Interrupted

My Life Thus Far
2011-05-02 05:09:20 (UTC)

Larger Than Life

I feel like a complete and utter failure today. Rationally, I know I'm not. Actually, I haven't done anything to warrant feeling this way. But if the entire world thought and acted rationally 100% of the time, life wouldn't be nearly as interesting. PMS is kicking my ass and there's not a whole lot I can do about it... other than cry (which I've already done a couple times today - no reason). It did make me happy to see that I'm at the top of the "most popular diaries" list. I'm not sure how they decide who makes that list, but I'm always surprised to see my diary there. The life and meanderings of a 20-something married lady with three kids doesn't sound like it would make for interesting reading. So, thank you to whoever out there happens to read this. I derive pleasure simply from writing it...

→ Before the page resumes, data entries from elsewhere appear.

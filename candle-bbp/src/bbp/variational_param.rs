use candle_core::{DType, Device, Shape, Tensor};
use candle_nn::VarBuilder;

use super::mixture_prior::MixturePrior;
use super::traits::{Prior, VariationalDistribution};
use crate::candle_sampler::Sampler;

/// Lower bound on σ; softplus underflows for very negative ρ in f32.
const MIN_SIGMA: f64 = 1e-8;

/// Initial values of the variational parameters
#[derive(Clone, Copy, Debug, PartialEq)]
pub struct PosteriorInit {
    /// μ ~ N(0, mu_std²)
    pub mu_std: f64,
    /// ρ ~ N(rho_mean, rho_std²)
    pub rho_mean: f64,
    pub rho_std: f64,
}

impl Default for PosteriorInit {
    fn default() -> Self {
        Self {
            mu_std: 0.1,
            rho_mean: -7.0,
            rho_std: 0.1,
        }
    }
}

/// Gaussian variational parameter q(w) = N(μ, σ²), σ = softplus(ρ)
///
/// Both μ and ρ are trainable. The prior is fixed at construction.
pub struct VariationalParameter {
    mu: Tensor,
    rho: Tensor,
    prior: MixturePrior,
}

/// One reparameterized draw w = μ + σ ε together with the σ it used
pub struct WeightSample {
    pub value: Tensor,
    sigma: Tensor,
}

/// Numerically stable softplus: relu(ρ) + log(1 + exp(-|ρ|))
fn softplus(rho: &Tensor) -> candle_core::Result<Tensor> {
    let tail = (rho.abs()?.neg()?.exp()? + 1.)?.log()?;
    rho.relu()? + tail
}

impl VariationalParameter {
    /// Create trainable `mu` and `rho` of the given shape
    ///
    /// # Arguments
    /// * `vb` - VarBuilder; variables are named `{name}.mu` and `{name}.rho`
    /// * `shape` - parameter shape
    /// * `prior` - fixed mixture prior
    /// * `init` - initialization of μ and ρ
    pub fn new<S: Into<Shape>>(
        vb: VarBuilder,
        shape: S,
        name: &str,
        prior: MixturePrior,
        init: PosteriorInit,
    ) -> candle_core::Result<Self> {
        let shape: Shape = shape.into();
        let mu = vb.get_with_hints(
            shape.clone(),
            &format!("{}.mu", name),
            candle_nn::Init::Randn {
                mean: 0.0,
                stdev: init.mu_std,
            },
        )?;
        let rho = vb.get_with_hints(
            shape,
            &format!("{}.rho", name),
            candle_nn::Init::Randn {
                mean: init.rho_mean,
                stdev: init.rho_std,
            },
        )?;
        Ok(Self { mu, rho, prior })
    }

    /// Wrap existing tensors (e.g., restored or hand-set parameters)
    pub fn from_tensors(mu: Tensor, rho: Tensor, prior: MixturePrior) -> candle_core::Result<Self> {
        if mu.shape() != rho.shape() {
            candle_core::bail!(
                "mu {:?} and rho {:?} must share a shape",
                mu.dims(),
                rho.dims()
            );
        }
        Ok(Self { mu, rho, prior })
    }

    pub fn prior(&self) -> &MixturePrior {
        &self.prior
    }

    pub fn dims(&self) -> &[usize] {
        self.mu.dims()
    }

    pub fn device(&self) -> &Device {
        self.mu.device()
    }

    pub fn dtype(&self) -> DType {
        self.mu.dtype()
    }

    /// Reparameterized draw w = μ + σ ε, ε ~ N(0, I)
    pub fn sample(&self, sampler: &mut Sampler) -> candle_core::Result<WeightSample> {
        let sigma = self.std()?;
        let eps = sampler.standard_normal(self.mu.shape().clone(), self.dtype(), self.device())?;
        let value = (&self.mu + sigma.mul(&eps)?)?;
        Ok(WeightSample { value, sigma })
    }

    /// log p(w) under the mixture prior, summed over elements
    pub fn log_prior(&self, sample: &WeightSample) -> candle_core::Result<Tensor> {
        self.prior.log_prob(&sample.value)
    }

    /// log q(w) = sum log N(w; μ, σ²), with the σ of this very sample
    ///
    /// log N(w; μ, σ²) = -0.5 * [(w-μ)²/σ² + 2 ln σ + ln 2π]
    pub fn log_posterior(&self, sample: &WeightSample) -> candle_core::Result<Tensor> {
        let ln_2pi = (2.0 * std::f64::consts::PI).ln();
        let sq = sample.value.sub(&self.mu)?.sqr()?.div(&sample.sigma.sqr()?)?;
        let ln_sigma = sample.sigma.log()?;
        ((sq + (ln_sigma * 2.)?)? + ln_2pi)?.affine(-0.5, 0.)?.sum_all()
    }

    /// Single-sample Monte Carlo KL: log q(w) - log p(w)
    ///
    /// Can be negative for a particular draw; only its expectation is
    /// the KL divergence.
    pub fn kl(&self, sample: &WeightSample) -> candle_core::Result<Tensor> {
        self.log_posterior(sample)? - self.log_prior(sample)?
    }
}

impl VariationalDistribution for VariationalParameter {
    fn mean(&self) -> &Tensor {
        &self.mu
    }

    fn std(&self) -> candle_core::Result<Tensor> {
        softplus(&self.rho)?.maximum(MIN_SIGMA)
    }
}

#[cfg(test)]
mod tests {
    use super::*;
    use crate::candle_loss_functions::gaussian_kl_closed_form;
    use crate::candle_sampler::ForwardMode;
    use approx::assert_abs_diff_eq;
    use candle_nn::VarMap;

    #[test]
    fn test_sigma_stays_positive() -> candle_core::Result<()> {
        let rho = Tensor::new(&[-200f32, -20., 0., 20., 200.], &Device::Cpu)?;
        let mu = rho.zeros_like()?;
        let param = VariationalParameter::from_tensors(mu, rho, MixturePrior::default())?;
        let sigma = param.std()?.to_vec1::<f32>()?;

        assert!(sigma.iter().all(|s| *s > 0. && s.is_finite()));
        assert_abs_diff_eq!(sigma[2], 2f32.ln(), epsilon = 1e-6);
        assert_abs_diff_eq!(sigma[4], 200., epsilon = 1e-3);
        Ok(())
    }

    #[test]
    fn test_two_samples_differ() -> candle_core::Result<()> {
        let varmap = VarMap::new();
        let vb = VarBuilder::from_varmap(&varmap, DType::F32, &Device::Cpu);
        let param = VariationalParameter::new(
            vb,
            (4, 3),
            "weight",
            MixturePrior::default(),
            PosteriorInit::default(),
        )?;

        let mut sampler = Sampler::new(11, ForwardMode::Train);
        let w1 = param.sample(&mut sampler)?.value;
        let w2 = param.sample(&mut sampler)?.value;

        assert_eq!(w1.dims(), &[4, 3]);
        assert_eq!(w1.dims(), w2.dims());
        let diff = w1.sub(&w2)?.abs()?.sum_all()?.to_scalar::<f32>()?;
        assert!(diff > 0.);
        Ok(())
    }

    #[test]
    fn test_log_posterior_at_mean() -> candle_core::Result<()> {
        // rho = ln(e - 1) gives sigma = 1
        let rho_val = (std::f64::consts::E - 1.).ln();
        let mu = Tensor::new(&[0.3f64, -0.2], &Device::Cpu)?;
        let rho = Tensor::new(&[rho_val, rho_val], &Device::Cpu)?;
        let param = VariationalParameter::from_tensors(mu.clone(), rho, MixturePrior::default())?;

        let sample = WeightSample {
            value: mu,
            sigma: param.std()?,
        };
        let lq: f64 = param.log_posterior(&sample)?.to_scalar()?;
        assert_abs_diff_eq!(lq, -(2.0 * std::f64::consts::PI).ln(), epsilon = 1e-9);
        Ok(())
    }

    #[test]
    fn test_mc_kl_converges_to_closed_form() -> candle_core::Result<()> {
        let n = 50;
        let sigma = 0.5f64;
        let rho_val = (sigma.exp() - 1.).ln();
        let mu = Tensor::full(0.5f64, n, &Device::Cpu)?;
        let rho = Tensor::full(rho_val, n, &Device::Cpu)?;
        let prior = MixturePrior::new(1.0, 0.3, 1.0).expect("valid prior");
        let param = VariationalParameter::from_tensors(mu.clone(), rho, prior)?;

        let mut sampler = Sampler::new(2024, ForwardMode::Train);
        let num_draws = 2000;
        let mut acc = 0f64;
        for _ in 0..num_draws {
            let sample = param.sample(&mut sampler)?;
            acc += param.kl(&sample)?.to_scalar::<f64>()?;
        }
        let mc_kl = acc / num_draws as f64;

        let exact: f64 = gaussian_kl_closed_form(&mu, &param.std()?, prior.sigma_1())?.to_scalar()?;
        assert_abs_diff_eq!(exact, 22.157, epsilon = 1e-2);
        assert_abs_diff_eq!(mc_kl, exact, epsilon = 0.5);
        Ok(())
    }
}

Remember how I said I was going to try to get up earlier from now on? Or maybe it was from Monday on? Well, that most definitely didn't happen this morning. Somehow, I didn't wake up until after 11am. Thank goodness Snookums stays on military time (always up by 0530, whether he likes it or not) or the kids would have destroyed the house. Keenan being the primary culprit, the girls pretending they don't see him sprinkling baby powder on the kitchen floor or systematically removing all of the fruit from the refrigerator and lining it up across the living room table (these are true examples, by the way). So, yeah. Epic fail on the "early wake-up" challenge. I'll try again tomorrow. Snookums said he'll wake me up when he gets up for work, but only once. If I swing at him, he's not attempting it again! I don't blame him. I'm a bitch in the morning.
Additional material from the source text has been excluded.